La carenza di ossa di tigre, predatore in serio pericolo di estinzione (sul pianeta ne rimangono meno di 4000 esemplari) ha quindi fatto schizzare la domanda di ossa del felino africano.
In Asia il tiger wine è falsamente considerato un potente anti infiammatorio, ed è utilizzato per trattare disturbi che vanno dall’insonnia alla meningite, dalla malaria alle malattie della pelle. Per l’alto prezzo sul mercato (180 USD a bottiglia) è considerato uno status symbol che dà forza e vigore a chi lo beve.
Dall’analisi del DNA è possibile capire se la polvere ossea è di tigre o di leone ma è impossibile sapere se il leone era in cattività o ruggiva libero. E questo fa il gioco dei trafficanti e dei bracconieri.
L’ong britannica Born Free ha da poco pubblicato il report “Contanti prima della protezione-Panoramica sull’allevamento per la caccia e il commercio di ossa di leone”. Il 98 per cento degli scheletri e le ossa del felino esportati legalmente dal Sudafrica finiscono nel mercato laotiano e vietnamita. È però dimostrato che il mercato legale del carcame osseo dei leoni sudafricani va di pari passo con il traffico illegale di avorio.
Il rapporto “Ossa della contesa: valutazione sul commercio sudafricano del leone africano, le ossa e altre parti del corpo” pubblicato dall’ong Traffic dà numeri interessanti. Il commercio è iniziato nel 1998 ma è schizzato in alto soprattutto dopo il 2007: Cina, Vietnam, Laos, Myanmar e Thailandia hanno importato quantità crescenti di leoni, corpi di leone e ossa dal Sudafrica. Il numero degli scheletri di Panthera leo nei cinque Paesi era 50 nel 2008 ed è diventato 1.160 nel 2011.
Il maggior importatore di parti di leone degli allevamenti sudafricani, nel 2017, risulta essere il Vietnam. I dati dell’archivio di CITES ci dicono che il Sudafrica ha venduto al Paese asiatico 814 corpi, 1.080 kg di ossa e 330 scheletri del grande felino.

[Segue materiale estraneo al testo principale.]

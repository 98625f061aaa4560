//! Byte-stream resync and outgoing sequence allocation.
//!
//! `poll` is called repeatedly from `Engine::tick`; it drains as many
//! complete packets as the UART currently offers and returns as soon as
//! it would otherwise have to block.

use tracing::{debug, error, warn};

use crate::io::Uart;
use crate::protocol::{self, Decoded};

#[derive(Debug, Clone, Copy)]
enum State {
    /// Looking for two consecutive 0xAA bytes.
    Hunt { seen_first: bool },
    /// Magic found, waiting for the length byte.
    Header,
    /// Length validated, waiting for `len - 3` more bytes (type, seq,
    /// payload, CRC).
    Body { len: usize },
}

pub struct Link {
    state: State,
    body_buf: Vec<u8>,
    last_seq: u8,
}

impl Default for Link {
    fn default() -> Self {
        Self::new()
    }
}

impl Link {
    pub fn new() -> Self {
        Self {
            state: State::Hunt { seen_first: false },
            body_buf: Vec::with_capacity(protocol::MAX_SIZE),
            last_seq: 0,
        }
    }

    #[cfg(test)]
    pub(crate) fn last_seq(&self) -> u8 {
        self.last_seq
    }

    /// Allocates the next outgoing sequence number: monotonic 1..254,
    /// wrapping back to 1. Never issues 0 or 0xFF.
    fn next_seq(&mut self) -> u8 {
        self.last_seq = if self.last_seq == 0 || self.last_seq >= 254 {
            1
        } else {
            self.last_seq + 1
        };
        self.last_seq
    }

    /// Encodes and writes a request, returning the allocated sequence, or
    /// [`protocol::MAX_SEQ`] if the UART refused the write.
    pub fn send(&mut self, uart: &mut dyn Uart, type_: u8, payload: &[u8]) -> u8 {
        let seq = self.next_seq();
        let mut frame = Vec::with_capacity(protocol::HEADER_SIZE + payload.len() + protocol::CRC_SIZE);
        protocol::encode(type_, seq, payload, &mut frame);

        debug!(type_ = format_args!("{type_:#04x}"), seq, len = payload.len(), "TX");
        if uart.write_array(&frame) {
            seq
        } else {
            error!(type_ = format_args!("{type_:#04x}"), seq, "UART write failed");
            protocol::MAX_SEQ
        }
    }

    /// Pulls the next fully-decoded, CRC-valid frame out of the UART's
    /// currently available bytes, or `None` if no complete frame can be
    /// produced without blocking for more input.
    pub fn poll(&mut self, uart: &mut dyn Uart) -> Option<Decoded> {
        loop {
            match self.state {
                State::Hunt { seen_first } => {
                    if uart.available() == 0 {
                        return None;
                    }
                    let Some(b) = uart.read_byte() else { return None };
                    self.state = if b == protocol::MAGIC {
                        if seen_first {
                            self.body_buf.clear();
                            State::Header
                        } else {
                            State::Hunt { seen_first: true }
                        }
                    } else {
                        if b != protocol::MAGIC && seen_first {
                            warn!(byte = format_args!("{b:#04x}"), "unexpected byte after single 0xAA");
                        }
                        State::Hunt { seen_first: false }
                    };
                }
                State::Header => {
                    if uart.available() == 0 {
                        return None;
                    }
                    let Some(len) = uart.read_byte() else { return None };
                    let len = len as usize;
                    if !(protocol::MIN_SIZE..=protocol::MAX_SIZE).contains(&len) {
                        warn!(len, "invalid packet length, resyncing");
                        self.state = State::Hunt { seen_first: false };
                        continue;
                    }
                    self.state = State::Body { len };
                }
                State::Body { len } => {
                    let needed = len - 3; // type + seq + payload + crc
                    if uart.available() < needed {
                        return None;
                    }
                    self.body_buf.resize(needed, 0);
                    if !uart.read_array(&mut self.body_buf) {
                        error!("UART read failed mid-packet, resyncing");
                        self.state = State::Hunt { seen_first: false };
                        continue;
                    }

                    let mut frame = Vec::with_capacity(len);
                    frame.push(protocol::MAGIC);
                    frame.push(protocol::MAGIC);
                    frame.push(len as u8);
                    frame.extend_from_slice(&self.body_buf);

                    self.state = State::Hunt { seen_first: false };

                    match protocol::decode(&frame) {
                        Ok(decoded) => {
                            debug!(
                                type_ = format_args!("{:#04x}", decoded.type_),
                                seq = decoded.seq,
                                len = decoded.payload.len(),
                                "RX"
                            );
                            return Some(decoded);
                        }
                        Err(err) => {
                            error!(%err, "dropping malformed packet");
                            continue;
                        }
                    }
                }
            }
        }
    }
}
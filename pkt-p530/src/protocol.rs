//! Wire format constants and the frame codec.
//!
//! Packet layout (big-endian): `AA AA | len(1) | type(1) | seq(1) | payload(0..248) | crc16(2)`.
//! `len` counts every byte in the packet, including the two magic bytes and the CRC.

use crc::{Crc, CRC_16_IBM_3740};

/// CRC-16/CCITT-FALSE: poly 0x1021, init 0xFFFF, no reflection, no xorout.
const CRC16: Crc<u16> = Crc::<u16>::new(&CRC_16_IBM_3740);

pub const MAGIC: u8 = 0xAA;
pub const HEADER_SIZE: usize = 5; // magic(2) + len(1) + type(1) + seq(1)
pub const CRC_SIZE: usize = 2;
pub const MIN_SIZE: usize = HEADER_SIZE + CRC_SIZE; // 7
pub const MAX_SIZE: usize = 0xFF; // 255
pub const MAX_PAYLOAD: usize = MAX_SIZE - MIN_SIZE; // 248

/// Sentinel sequence number: never issued to a real request. Doubles as the
/// "this send failed" return value and the device's own wildcard seq for
/// unsolicited status reports.
pub const MAX_SEQ: u8 = 0xFF;

/// `seq == 0` on a waiter means "match any sequence with this type".
pub const ANY_SEQ: u8 = 0x00;

#[derive(Debug, thiserror::Error, PartialEq, Eq)]
pub enum CodecError {
    #[error("missing 0xAA 0xAA magic prefix")]
    BadMagic,
    #[error("packet length {0} outside [{MIN_SIZE}, {MAX_SIZE}]")]
    BadLength(usize),
    #[error("CRC mismatch: got {got:#06x}, expected {expected:#06x}")]
    BadCrc { got: u16, expected: u16 },
}

/// A decoded frame, payload detached from the original byte buffer.
#[derive(Debug, Clone, PartialEq, Eq)]
pub struct Decoded {
    pub type_: u8,
    pub seq: u8,
    pub payload: Vec<u8>,
}

/// Appends the encoded packet for `(type_, seq, payload)` to `out`.
///
/// `payload.len()` must fit within [`MAX_PAYLOAD`]; longer payloads are
/// truncated to fit the one-byte length field rather than panicking, since
/// this is host-controlled data, not attacker input.
pub fn encode(type_: u8, seq: u8, payload: &[u8], out: &mut Vec<u8>) {
    let payload = &payload[..payload.len().min(MAX_PAYLOAD)];
    let len = (HEADER_SIZE + payload.len() + CRC_SIZE) as u8;

    let start = out.len();
    out.push(MAGIC);
    out.push(MAGIC);
    out.push(len);
    out.push(type_);
    out.push(seq);
    out.extend_from_slice(payload);

    let crc = CRC16.checksum(&out[start..]);
    out.push((crc >> 8) as u8);
    out.push((crc & 0xFF) as u8);
}

/// Decodes a single complete packet. `bytes` must be exactly one packet
/// (the Link Layer is responsible for finding packet boundaries in a byte
/// stream before calling this).
pub fn decode(bytes: &[u8]) -> Result<Decoded, CodecError> {
    if bytes.len() < MIN_SIZE || bytes.len() > MAX_SIZE {
        return Err(CodecError::BadLength(bytes.len()));
    }
    if bytes[0] != MAGIC || bytes[1] != MAGIC {
        return Err(CodecError::BadMagic);
    }

    let len = bytes[2] as usize;
    if len < MIN_SIZE || len > MAX_SIZE || len != bytes.len() {
        return Err(CodecError::BadLength(len));
    }

    let expected = CRC16.checksum(&bytes[..len - CRC_SIZE]);
    let got = u16::from_be_bytes([bytes[len - 2], bytes[len - 1]]);
    if got != expected {
        return Err(CodecError::BadCrc { got, expected });
    }

    let type_ = bytes[3];
    let seq = bytes[4];
    let payload = bytes[HEADER_SIZE..len - CRC_SIZE].to_vec();

    Ok(Decoded { type_, seq, payload })
}

pub mod req {
    pub const GET_STATUS: u8 = 0x01;
    pub const SET_PARAMS_A: u8 = 0x03;
    pub const SET_PARAMS_B: u8 = 0x04;
    pub const SET_PARAM_A: u8 = 0x05;
    pub const SET_PARAM_B: u8 = 0x06;
    pub const OPEN_DOOR: u8 = 0x07;
    pub const CLOSE_DOOR: u8 = 0x09;
    pub const DISPENSE: u8 = 0x0B;
    pub const MOTOR_PARAMS: u8 = 0x0D;
    pub const LED_CTL: u8 = 0x0E;
    pub const MOTOR_CONFIG: u8 = 0x13;
}

pub mod report {
    pub const STATUS: u8 = 0x02;
    pub const DOOR_OPEN_DONE: u8 = 0x08;
    pub const DOOR_CLOSE_DONE: u8 = 0x0A;
    pub const DISPENSE_DONE: u8 = 0x0C;
    pub const MOTOR_READY: u8 = 0x14;
}

/// The one-byte ACK payload every request is answered with before any
/// terminal report.
pub const ACK_PAYLOAD: [u8; 1] = [0x01];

Davanti al business dei leoni in cattività venduti a pezzi però sembra che il Sudafrica si stia dando la zappa sui piedi. Nell’ex colonia britannica, al Convegno “Allevamento dei leoni in cattività e la promozione dell’immagine del Sudafrica nella protezione dell’immagine del Paese”, lo scorso 21 agosto, le ong EMS Foundation e Ban Animal Trading hanno presentato un documento nel quale i leoni in cattività sono un boomerang.
Un rapporto scientifico esaminato dall’Istituto per gli affari internazionali del Sudafrica rivela che, nei prossimi dieci anni, l’allevamento dei grandi felini in cattività potrebbe causare una perdita sull’attrattiva del turismo pari a un valore di 3,6 miliardi di USD. Forse non più è tanto conveniente.